[Saved entries]
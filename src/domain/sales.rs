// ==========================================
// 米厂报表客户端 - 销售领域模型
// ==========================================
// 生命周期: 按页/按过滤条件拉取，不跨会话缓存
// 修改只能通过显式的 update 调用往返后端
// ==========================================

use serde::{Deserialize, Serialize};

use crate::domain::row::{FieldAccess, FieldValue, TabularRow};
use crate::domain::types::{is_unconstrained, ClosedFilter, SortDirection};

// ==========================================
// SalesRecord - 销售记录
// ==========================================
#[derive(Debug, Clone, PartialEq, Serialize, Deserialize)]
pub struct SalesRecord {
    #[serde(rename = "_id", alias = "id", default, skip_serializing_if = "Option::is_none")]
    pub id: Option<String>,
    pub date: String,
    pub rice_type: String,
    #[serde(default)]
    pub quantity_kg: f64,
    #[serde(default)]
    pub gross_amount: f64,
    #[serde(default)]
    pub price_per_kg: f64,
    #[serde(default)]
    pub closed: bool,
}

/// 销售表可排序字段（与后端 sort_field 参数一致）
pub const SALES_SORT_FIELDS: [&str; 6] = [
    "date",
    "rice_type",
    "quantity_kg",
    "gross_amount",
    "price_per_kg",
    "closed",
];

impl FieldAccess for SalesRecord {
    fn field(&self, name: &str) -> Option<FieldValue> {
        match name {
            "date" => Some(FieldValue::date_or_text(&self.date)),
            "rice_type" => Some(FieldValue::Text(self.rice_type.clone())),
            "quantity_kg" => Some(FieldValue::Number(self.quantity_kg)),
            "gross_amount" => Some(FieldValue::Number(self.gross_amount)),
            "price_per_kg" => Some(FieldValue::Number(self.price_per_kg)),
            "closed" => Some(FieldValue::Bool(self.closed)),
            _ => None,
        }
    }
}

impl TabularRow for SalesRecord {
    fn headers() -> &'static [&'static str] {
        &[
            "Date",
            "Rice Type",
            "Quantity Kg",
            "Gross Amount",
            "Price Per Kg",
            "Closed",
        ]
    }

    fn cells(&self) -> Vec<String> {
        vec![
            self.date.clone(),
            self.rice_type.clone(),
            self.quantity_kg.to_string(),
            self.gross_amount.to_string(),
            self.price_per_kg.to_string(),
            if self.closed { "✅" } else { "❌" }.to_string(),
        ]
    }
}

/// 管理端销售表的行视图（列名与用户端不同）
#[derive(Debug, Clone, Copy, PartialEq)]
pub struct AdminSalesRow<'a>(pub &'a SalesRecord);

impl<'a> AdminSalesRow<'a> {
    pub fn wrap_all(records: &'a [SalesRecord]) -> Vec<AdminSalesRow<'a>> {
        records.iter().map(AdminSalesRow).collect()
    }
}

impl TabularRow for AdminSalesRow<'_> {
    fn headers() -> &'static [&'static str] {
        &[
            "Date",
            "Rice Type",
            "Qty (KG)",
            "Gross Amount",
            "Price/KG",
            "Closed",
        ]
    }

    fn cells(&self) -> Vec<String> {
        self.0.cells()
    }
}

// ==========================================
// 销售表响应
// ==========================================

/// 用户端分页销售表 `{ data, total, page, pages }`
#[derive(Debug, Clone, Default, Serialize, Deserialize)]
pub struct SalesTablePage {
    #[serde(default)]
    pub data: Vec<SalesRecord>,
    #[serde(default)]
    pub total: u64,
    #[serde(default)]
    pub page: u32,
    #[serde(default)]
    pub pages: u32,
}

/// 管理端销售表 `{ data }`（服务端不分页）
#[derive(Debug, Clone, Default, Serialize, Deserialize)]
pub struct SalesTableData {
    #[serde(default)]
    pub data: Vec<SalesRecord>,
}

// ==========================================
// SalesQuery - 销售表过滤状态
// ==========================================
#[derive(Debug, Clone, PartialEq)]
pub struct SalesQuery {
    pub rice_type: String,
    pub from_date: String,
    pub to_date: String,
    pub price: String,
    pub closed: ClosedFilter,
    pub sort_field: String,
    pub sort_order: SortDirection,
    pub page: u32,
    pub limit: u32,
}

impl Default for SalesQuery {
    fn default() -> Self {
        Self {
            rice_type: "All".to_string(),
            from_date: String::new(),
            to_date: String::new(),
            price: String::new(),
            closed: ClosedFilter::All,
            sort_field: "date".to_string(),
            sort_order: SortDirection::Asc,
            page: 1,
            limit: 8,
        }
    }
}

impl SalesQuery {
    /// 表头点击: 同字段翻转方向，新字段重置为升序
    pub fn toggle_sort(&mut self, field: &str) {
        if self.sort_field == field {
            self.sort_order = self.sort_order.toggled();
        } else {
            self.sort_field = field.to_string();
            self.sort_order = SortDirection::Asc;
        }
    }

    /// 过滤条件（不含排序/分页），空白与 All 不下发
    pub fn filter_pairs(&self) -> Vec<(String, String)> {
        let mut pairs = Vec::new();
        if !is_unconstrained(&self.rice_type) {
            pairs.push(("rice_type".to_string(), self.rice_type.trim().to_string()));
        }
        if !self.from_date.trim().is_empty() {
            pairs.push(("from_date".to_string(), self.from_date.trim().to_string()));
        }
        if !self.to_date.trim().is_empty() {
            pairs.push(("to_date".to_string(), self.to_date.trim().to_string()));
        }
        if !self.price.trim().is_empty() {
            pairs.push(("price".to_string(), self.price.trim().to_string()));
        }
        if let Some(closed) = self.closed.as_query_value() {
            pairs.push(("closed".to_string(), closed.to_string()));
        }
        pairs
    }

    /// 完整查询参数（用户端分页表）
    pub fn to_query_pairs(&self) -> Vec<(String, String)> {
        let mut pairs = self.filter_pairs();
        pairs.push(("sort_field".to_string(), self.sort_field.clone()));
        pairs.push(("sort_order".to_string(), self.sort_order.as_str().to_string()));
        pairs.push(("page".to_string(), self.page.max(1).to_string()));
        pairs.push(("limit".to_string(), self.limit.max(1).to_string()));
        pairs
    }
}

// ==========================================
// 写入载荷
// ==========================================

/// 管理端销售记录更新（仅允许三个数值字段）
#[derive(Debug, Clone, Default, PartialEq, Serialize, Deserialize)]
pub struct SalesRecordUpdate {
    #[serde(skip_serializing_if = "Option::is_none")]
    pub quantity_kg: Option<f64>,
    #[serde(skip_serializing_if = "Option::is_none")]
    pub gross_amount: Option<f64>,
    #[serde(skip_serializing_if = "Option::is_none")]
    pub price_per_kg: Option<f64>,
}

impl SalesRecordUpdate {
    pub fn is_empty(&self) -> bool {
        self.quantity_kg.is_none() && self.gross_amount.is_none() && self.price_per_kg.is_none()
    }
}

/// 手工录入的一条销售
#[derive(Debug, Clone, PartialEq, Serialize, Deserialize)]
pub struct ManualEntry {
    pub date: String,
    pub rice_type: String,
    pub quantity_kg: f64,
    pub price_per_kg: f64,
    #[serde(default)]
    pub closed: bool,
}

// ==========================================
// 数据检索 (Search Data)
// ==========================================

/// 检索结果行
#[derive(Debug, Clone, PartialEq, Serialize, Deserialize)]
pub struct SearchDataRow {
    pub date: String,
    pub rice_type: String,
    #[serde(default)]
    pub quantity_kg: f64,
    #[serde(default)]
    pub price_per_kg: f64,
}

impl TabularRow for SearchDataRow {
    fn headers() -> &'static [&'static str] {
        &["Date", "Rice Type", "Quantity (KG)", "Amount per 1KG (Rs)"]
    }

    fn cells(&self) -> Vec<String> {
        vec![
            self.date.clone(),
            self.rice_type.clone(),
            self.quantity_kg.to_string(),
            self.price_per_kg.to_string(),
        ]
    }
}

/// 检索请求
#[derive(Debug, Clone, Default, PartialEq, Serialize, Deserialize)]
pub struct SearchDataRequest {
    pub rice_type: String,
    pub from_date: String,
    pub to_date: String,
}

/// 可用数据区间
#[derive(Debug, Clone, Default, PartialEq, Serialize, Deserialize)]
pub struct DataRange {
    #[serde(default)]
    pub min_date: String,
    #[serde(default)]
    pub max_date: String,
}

## TASK REQUIREMENTS
Write out every line of the data that holds the word "records".

## OUTPUT
    pub fn wrap_all(records: &'a [SalesRecord]) -> Vec<AdminSalesRow<'a>> {
        records.iter().map(AdminSalesRow).collect()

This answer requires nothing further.